Three great stories we found on the internet this week.

Natural medicine

Rainforest preservation isn’t just a prescription for a healthier planet — it could also help prevent the next global pandemic. Deforestation disrupts natural habitats and brings wild animals carrying dangerous diseases into contact with more people. In Borneo and Madagascar, the nonprofit Health In Harmony has worked  to stop people from cutting down trees. The result? An improvement in the health of local populations.

ProPublica reports that in places where Health In Harmony successfully preserved rainforest in collaboration with the community, there have been “significant declines in malaria, tuberculosis, neglected tropical illnesses and chronic obstructive pulmonary diseases.”

“I have learned that the forest, humans and animals are interdependent, and if the forest is sick, then the animals will be sick, and animals will surely impact humans’ health too,” a former logger who is now a “forest guardian” says.

Read more at ProPublica

Testing, testing

The women of Iwaki who established Mothers’ Radiation Lab Fukushima don’t have science degrees. What they do have is a mission: Monitor radiation levels and shine a light on the effects of the fallout from the Fukushima nuclear plant’s 2011 meltdown.  Ever since, these citizen scientists have both eased fears (when lab tests reveal low radiation), and also prompted officials to send decontamination teams where necessary.

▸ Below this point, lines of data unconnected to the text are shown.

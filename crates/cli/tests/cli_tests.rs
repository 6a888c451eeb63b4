//! CLI integration tests

use std::io::Write;
use std::process::Command;

fn fcost(args: &[&str]) -> std::process::Output {
    let mut full = vec!["run", "-q", "-p", "fcost-cli", "--"];
    full.extend_from_slice(args);
    Command::new("cargo")
        .args(&full)
        .env("NO_COLOR", "1")
        .output()
        .expect("Failed to execute command")
}

/// Test that the CLI shows help
#[test]
fn test_cli_help() {
    let output = fcost(&["--help"]);
    let stdout = String::from_utf8_lossy(&output.stdout);

    assert!(output.status.success(), "CLI help should succeed");
    assert!(stdout.contains("serverless"), "Should describe the tool");
    assert!(stdout.contains("compare"), "Should show compare command");
    assert!(stdout.contains("tier"), "Should show tier command");
}

/// Test that the CLI shows version
#[test]
fn test_cli_version() {
    let output = fcost(&["--version"]);
    let stdout = String::from_utf8_lossy(&output.stdout);

    assert!(output.status.success(), "CLI version should succeed");
    assert!(stdout.contains("fcost"), "Should show binary name");
}

/// Test tier matching as JSON
#[test]
fn test_tier_match_json() {
    let output = fcost(&[
        "--format",
        "json",
        "tier",
        "match",
        "1",
        "3.5",
        "--charge-type",
        "postpaid",
    ]);
    assert!(
        output.status.success(),
        "tier match should succeed: {}",
        String::from_utf8_lossy(&output.stderr)
    );

    let value: serde_json::Value =
        serde_json::from_slice(&output.stdout).expect("tier match should print JSON");
    assert_eq!(value["tier"]["cpu"], 1.0);
    assert_eq!(value["tier"]["mem"], 4.0);
    assert_eq!(value["outcome"], "fitted");
}

/// Test tier matching saturates oversized demand
#[test]
fn test_tier_match_reports_ceiling() {
    let output = fcost(&["tier", "match", "20", "10"]);
    let stdout = String::from_utf8_lossy(&output.stdout);

    assert!(output.status.success(), "tier match should succeed");
    assert!(stdout.contains("saturated at ceiling"), "Should report saturation");
}

/// Test an unforced match explains the prepaid band
#[test]
fn test_tier_match_explains_prepaid_band() {
    let output = fcost(&["tier", "match", "2", "4"]);
    let stdout = String::from_utf8_lossy(&output.stdout);

    assert!(output.status.success(), "tier match should succeed");
    assert!(stdout.contains("PREPAID"), "Should pick prepaid");
    assert!(stdout.contains("prepaid needs 1 to 8 cores"), "Should explain the band");
}

/// Test tables shared across charge types say so
#[test]
fn test_tier_list_shared_table() {
    let output = fcost(&["tier", "list", "--arch", "amd"]);
    let stdout = String::from_utf8_lossy(&output.stdout);

    assert!(output.status.success(), "tier list should succeed");
    assert!(stdout.contains("amd tiers, any charge type"), "Should name the table");
}

/// Test unknown architecture is rejected
#[test]
fn test_tier_match_rejects_unknown_arch() {
    let output = fcost(&["tier", "match", "1", "2", "--arch", "sparc"]);
    assert!(!output.status.success(), "Unknown architecture should fail");
}

/// Test tier listing help
#[test]
fn test_tier_list_help() {
    let output = fcost(&["tier", "list", "--help"]);
    let stdout = String::from_utf8_lossy(&output.stdout);

    assert!(output.status.success(), "tier list help should succeed");
    assert!(stdout.contains("--arch"), "Should show arch option");
    assert!(stdout.contains("--charge-type"), "Should show charge type option");
}

/// Test a comparison over a small snapshot file
#[test]
fn test_compare_snapshot_json() {
    let mut file = tempfile::Builder::new()
        .suffix(".json")
        .tempfile()
        .expect("Failed to create snapshot");
    write!(
        file,
        r#"{{
            "cluster_id": "cls-cli",
            "nodes": [
                {{"name": "node-1", "cpu": 4, "mem": 8}}
            ],
            "workloads": [
                {{
                    "kind": "Deployment",
                    "namespace": "default",
                    "name": "web",
                    "spec": {{"cpu": 1, "mem": 2, "goods_num": 2}}
                }},
                {{
                    "kind": "DaemonSet",
                    "namespace": "kube-system",
                    "name": "agent",
                    "spec": {{"cpu": 0.1, "mem": 0.1}}
                }}
            ]
        }}"#
    )
    .unwrap();

    let path = file.path().to_str().unwrap();
    let output = fcost(&["--format", "json", "compare", path]);
    assert!(
        output.status.success(),
        "compare should succeed: {}",
        String::from_utf8_lossy(&output.stderr)
    );

    let value: serde_json::Value =
        serde_json::from_slice(&output.stdout).expect("compare should print JSON");
    assert!(value["original_cost"]["total_cost"].as_f64().unwrap() > 0.0);
    assert_eq!(value["recommended_cost"].as_array().unwrap().len(), 6);
    assert_eq!(value["workloads"].as_array().unwrap().len(), 2);
    assert_eq!(value["workloads"][1]["resources"]["cpu_request"], 1.0);
    assert!(value["workloads"][1]["serverless_tier"]["tier"].is_object());
    assert_eq!(value["recommended_workloads"].as_array().unwrap().len(), 0);
    assert_eq!(value["nodes"].as_array().unwrap().len(), 1);
    assert!(value["nodes"][0]["gpu"].is_number());
}

/// Test a missing snapshot file is an error
#[test]
fn test_compare_missing_snapshot() {
    let output = fcost(&["compare", "/nonexistent/snapshot.json"]);
    let stderr = String::from_utf8_lossy(&output.stderr);

    assert!(!output.status.success(), "Missing snapshot should fail");
    assert!(stderr.contains("Failed to read snapshot"));
}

Mother's Radiation Lab Fukushima testing
Mother’s Radiation Lab Fukushima regularly tests soil and water for radiation levels. Credit: Mother’s Radiation Lab Fukushima

The local government in Fukushima doesn’t widely measure soil radioactivity — and does no testing in Iwaki. With the support of a few experts, Mothers’ Radiation Lab safely processes 2,000 samples each year from community members who send in everything from home garden produce to vacuum dust. They publish results online, which many families use to make personal safety decisions. The group also conducts thyroid cancer screenings for the public and runs a kids camp that raises awareness about radiation safety.

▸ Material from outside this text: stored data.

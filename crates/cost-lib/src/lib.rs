//! Serverless cost comparison library
//!
//! This crate provides the core functionality for:
//! - Quantizing resource demand onto a vendor's purchasable tiers
//! - Choosing between prepaid and postpaid billing
//! - Pricing nodes, pods and cluster platforms
//! - Aggregating cluster cost per hosting model and sizing strategy
//! - Metrics and structured logging of comparison runs

pub mod comparator;
pub mod coster;
pub mod error;
pub mod models;
pub mod observability;
pub mod pricer;
pub mod summary;
pub mod tier;

pub use comparator::{
    Comparator, ComparatorBuilder, ComparisonReport, ReportDocument, SpecResources, StrategySpecRow,
};
pub use error::{CompareError, ConfigError, PricingError};
pub use models::*;
pub use observability::{CostLogger, CostMetrics};
pub use pricer::{LocalPricer, Pricer, RateTable};
pub use summary::{ResourceSummary, ResourceTotals};
pub use tier::{TierCatalog, TierMatcher};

Read more at the Christian Science Monitor

Capture and release

A 30-story apartment building in Manhattan has a head start when it comes to meeting the requirements of a city climate law aimed at cutting greenhouse gas emissions. The management company installed a system that captures the carbon dioxide emitted by the gas boilers that provide heat for tenants. The CO2 is cooled to a liquid and mixed into cement at a Brooklyn concrete factory.

“This is the first carbon capture system on a building that we’re aware of anywhere in the world. And we expect that it won’t be the last,” the COO of the company behind the system told The New York Times.

The technology prevents the release of about 60 percent of the boilers’ CO2 emissions, sequestering it in concrete that can be used in construction. The system will allow the building to avoid $100,000 in annual fines for exceeding emissions limits that go into effect next year. Ultimately, electrifying buildings and using clean energy sources like solar and wind will make a bigger dent in CO2, but for now the capture system is a less expensive option.